--- START ---

use rand::SeedableRng;
use rand_chacha::ChaCha8Rng;
use tracing::{debug, instrument};

use crate::{
    ForestError,
    node::{ClassCounts, Node, NodeIndex},
    split::{SplitCriterion, find_best_split},
};

/// Configuration for a single CART decision tree.
///
/// Construct via [`DecisionTreeConfig::new`], then chain `with_*` methods.
///
/// # Defaults
///
/// | Parameter           | Default               |
/// |---------------------|-----------------------|
/// | `criterion`         | `Gini`                |
/// | `max_depth`         | `None` (unlimited)    |
/// | `min_samples_split` | 2                     |
/// | `min_samples_leaf`  | 1                     |
/// | `max_features`      | `None` (all features) |
/// | `seed`              | 42                    |
#[derive(Debug, Clone)]
pub struct DecisionTreeConfig {
    pub(crate) criterion: SplitCriterion,
    pub(crate) max_depth: Option<usize>,
    pub(crate) min_samples_split: usize,
    pub(crate) min_samples_leaf: usize,
    pub(crate) max_features: Option<usize>,
    pub(crate) seed: u64,
}

impl DecisionTreeConfig {
    /// Create a new config with default values.
    #[must_use]
    pub fn new() -> Self {
        Self {
            criterion: SplitCriterion::Gini,
            max_depth: None,
            min_samples_split: 2,
            min_samples_leaf: 1,
            max_features: None,
            seed: 42,
        }
    }

    /// Set the split quality criterion.
    #[must_use]
    pub fn with_criterion(mut self, criterion: SplitCriterion) -> Self {
        self.criterion = criterion;
        self
    }

    /// Set the maximum tree depth (root is depth 0). `None` means unlimited.
    #[must_use]
    pub fn with_max_depth(mut self, max_depth: Option<usize>) -> Self {
        self.max_depth = max_depth;
        self
    }

    /// Set the minimum number of samples required to attempt a split.
    #[must_use]
    pub fn with_min_samples_split(mut self, min_samples_split: usize) -> Self {
        self.min_samples_split = min_samples_split;
        self
    }

    /// Set the minimum number of samples required in each leaf after a split.
    #[must_use]
    pub fn with_min_samples_leaf(mut self, min_samples_leaf: usize) -> Self {
        self.min_samples_leaf = min_samples_leaf;
        self
    }

    /// Set how many randomly chosen features are examined per split.
    #[must_use]
    pub fn with_max_features(mut self, max_features: Option<usize>) -> Self {
        self.max_features = max_features;
        self
    }

    /// Set the random seed for reproducibility.
    #[must_use]
    pub fn with_seed(mut self, seed: u64) -> Self {
        self.seed = seed;
        self
    }

    /// Return the random seed.
    #[must_use]
    pub fn seed(&self) -> u64 {
        self.seed
    }

    /// Train a decision tree on a row-major dataset.
    ///
    /// `features[sample][feature]`, with `labels[sample]` marking the positive class.
    ///
    /// # Errors
    ///
    /// | Variant                                  | When                                        |
    /// |------------------------------------------|---------------------------------------------|
    /// | [`ForestError::EmptyDataset`]            | `features` is empty                         |
    /// | [`ForestError::ZeroFeatures`]            | rows have zero feature columns              |
    /// | [`ForestError::LabelCountMismatch`]      | `labels.len() != features.len()`            |
    /// | [`ForestError::FeatureCountMismatch`]    | rows have inconsistent lengths              |
    /// | [`ForestError::NonFiniteValue`]          | any value is NaN or infinite                |
    /// | [`ForestError::InvalidMaxFeatures`]      | `max_features` outside [1, n_features]      |
    /// | [`ForestError::InvalidMaxDepth`]         | `max_depth` is `Some(0)`                    |
    /// | [`ForestError::InvalidMinSamplesSplit`]  | `min_samples_split` < 2                     |
    /// | [`ForestError::InvalidMinSamplesLeaf`]   | `min_samples_leaf` < 1                      |
    #[instrument(skip(self, features, labels), fields(n_samples = features.len()))]
    pub fn fit(&self, features: &[Vec<f64>], labels: &[bool]) -> Result<DecisionTree, ForestError> {
        let n_features = validate_training_data(features, labels)?;
        self.validate(n_features)?;
        let indices: Vec<usize> = (0..features.len()).collect();
        Ok(self.fit_validated(&to_columns(features, n_features), labels, &indices))
    }

    pub(crate) fn validate(&self, n_features: usize) -> Result<(), ForestError> {
        if self.max_depth == Some(0) {
            return Err(ForestError::InvalidMaxDepth { max_depth: 0 });
        }
        if self.min_samples_split < 2 {
            return Err(ForestError::InvalidMinSamplesSplit {
                min_samples_split: self.min_samples_split,
            });
        }
        if self.min_samples_leaf < 1 {
            return Err(ForestError::InvalidMinSamplesLeaf {
                min_samples_leaf: self.min_samples_leaf,
            });
        }
        let max_features = self.max_features.unwrap_or(n_features);
        if max_features == 0 || max_features > n_features {
            return Err(ForestError::InvalidMaxFeatures {
                max_features,
                n_features,
            });
        }
        Ok(())
    }

    /// Grow a tree over `sample_indices` of pre-validated column-major data.
    ///
    /// Indices may repeat, which is how bootstrap samples are expressed.
    pub(crate) fn fit_validated(
        &self,
        columns: &[Vec<f64>],
        labels: &[bool],
        sample_indices: &[usize],
    ) -> DecisionTree {
        let n_features = columns.len();
        let mut builder = Builder {
            columns,
            labels,
            config: self,
            max_features: self.max_features.unwrap_or(n_features),
            rng: ChaCha8Rng::seed_from_u64(self.seed),
            arena: Vec::new(),
        };
        builder.grow(sample_indices, 0);

        debug!(n_nodes = builder.arena.len(), "decision tree built");

        DecisionTree {
            nodes: builder.arena,
            n_features,
        }
    }
}

impl Default for DecisionTreeConfig {
    fn default() -> Self {
        Self::new()
    }
}

/// Check shape and finiteness of a training set, returning the feature count.
pub(crate) fn validate_training_data(
    features: &[Vec<f64>],
    labels: &[bool],
) -> Result<usize, ForestError> {
    if features.is_empty() {
        return Err(ForestError::EmptyDataset);
    }
    if labels.len() != features.len() {
        return Err(ForestError::LabelCountMismatch {
            n_features_rows: features.len(),
            n_labels: labels.len(),
        });
    }
    let n_features = features[0].len();
    if n_features == 0 {
        return Err(ForestError::ZeroFeatures);
    }
    for (sample_index, row) in features.iter().enumerate() {
        if row.len() != n_features {
            return Err(ForestError::FeatureCountMismatch {
                expected: n_features,
                got: row.len(),
                sample_index,
            });
        }
        if let Some(feature_index) = row.iter().position(|v| !v.is_finite()) {
            return Err(ForestError::NonFiniteValue {
                sample_index,
                feature_index,
            });
        }
    }
    Ok(n_features)
}

/// Transpose row-major samples into one `Vec` per feature.
pub(crate) fn to_columns(features: &[Vec<f64>], n_features: usize) -> Vec<Vec<f64>> {
    (0..n_features)
        .map(|f| features.iter().map(|row| row[f]).collect())
        .collect()
}

struct Builder<'a> {
    columns: &'a [Vec<f64>],
    labels: &'a [bool],
    config: &'a DecisionTreeConfig,
    max_features: usize,
    rng: ChaCha8Rng,
    arena: Vec<Node>,
}

impl Builder<'_> {
    fn grow(&mut self, sample_indices: &[usize], depth: usize) -> NodeIndex {
        let counts = ClassCounts::tally(self.labels, sample_indices);
        let impurity = self.config.criterion.impurity(counts);
        let n_samples = sample_indices.len();

        let stop = n_samples < self.config.min_samples_split
            || impurity.value() == 0.0
            || self.config.max_depth.is_some_and(|d| depth >= d);

        let split = if stop {
            None
        } else {
            find_best_split(
                self.columns,
                self.labels,
                sample_indices,
                counts,
                self.config.criterion,
                self.max_features,
                self.config.min_samples_leaf,
                &mut self.rng,
            )
        };

        let node_idx = NodeIndex::new(self.arena.len());
        self.arena.push(Node::Leaf {
            positive_fraction: counts.positive_fraction(),
            impurity,
            n_samples,
        });

        // The leaf pushed above doubles as the placeholder a split overwrites.
        if let Some(split) = split {
            let left = self.grow(&split.left_indices, depth + 1);
            let right = self.grow(&split.right_indices, depth + 1);
            self.arena[node_idx.index()] = Node::Split {
                feature: split.feature,
                threshold: split.threshold,
                left,
                right,
                impurity_decrease: split.impurity_decrease,
                n_samples,
            };
        }
        node_idx
    }
}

--- END ---

EXERCISE REQUIREMENTS:
How many lines above contain the word "Option"? Reply with only the number.

WORKED SOLUTION:
4